_AIM OF THE EXERCISE_
Return the lines of the data below exactly. Start at the first and end with the line containing "- State and".

:: RECORDS SUPPLIED

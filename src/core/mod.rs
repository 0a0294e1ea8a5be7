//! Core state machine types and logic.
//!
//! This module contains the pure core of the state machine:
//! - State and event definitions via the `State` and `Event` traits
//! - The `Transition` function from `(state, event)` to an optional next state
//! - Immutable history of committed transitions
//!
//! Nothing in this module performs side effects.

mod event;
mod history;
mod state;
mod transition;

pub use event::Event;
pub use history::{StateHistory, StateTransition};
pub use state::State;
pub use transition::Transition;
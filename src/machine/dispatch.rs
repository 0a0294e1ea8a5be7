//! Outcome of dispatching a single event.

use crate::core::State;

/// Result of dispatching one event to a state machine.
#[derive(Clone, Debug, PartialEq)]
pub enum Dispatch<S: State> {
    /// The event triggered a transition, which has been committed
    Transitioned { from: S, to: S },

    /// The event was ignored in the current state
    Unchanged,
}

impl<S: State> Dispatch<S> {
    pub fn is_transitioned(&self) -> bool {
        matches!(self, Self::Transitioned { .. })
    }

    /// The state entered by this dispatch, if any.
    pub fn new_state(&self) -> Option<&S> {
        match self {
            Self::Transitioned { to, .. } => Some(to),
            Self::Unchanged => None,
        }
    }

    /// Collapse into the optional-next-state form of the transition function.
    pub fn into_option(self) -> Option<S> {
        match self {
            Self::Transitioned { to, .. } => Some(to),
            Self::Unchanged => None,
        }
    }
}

::::

_SOLVED PROBLEM_
filename src/core/mod.rs
repository 0a0294e1ea8a5be7
//! Core state machine types and logic.
//!
//! This module contains the pure core of the state machine:
//! - State and event definitions via the `State` and `Event` traits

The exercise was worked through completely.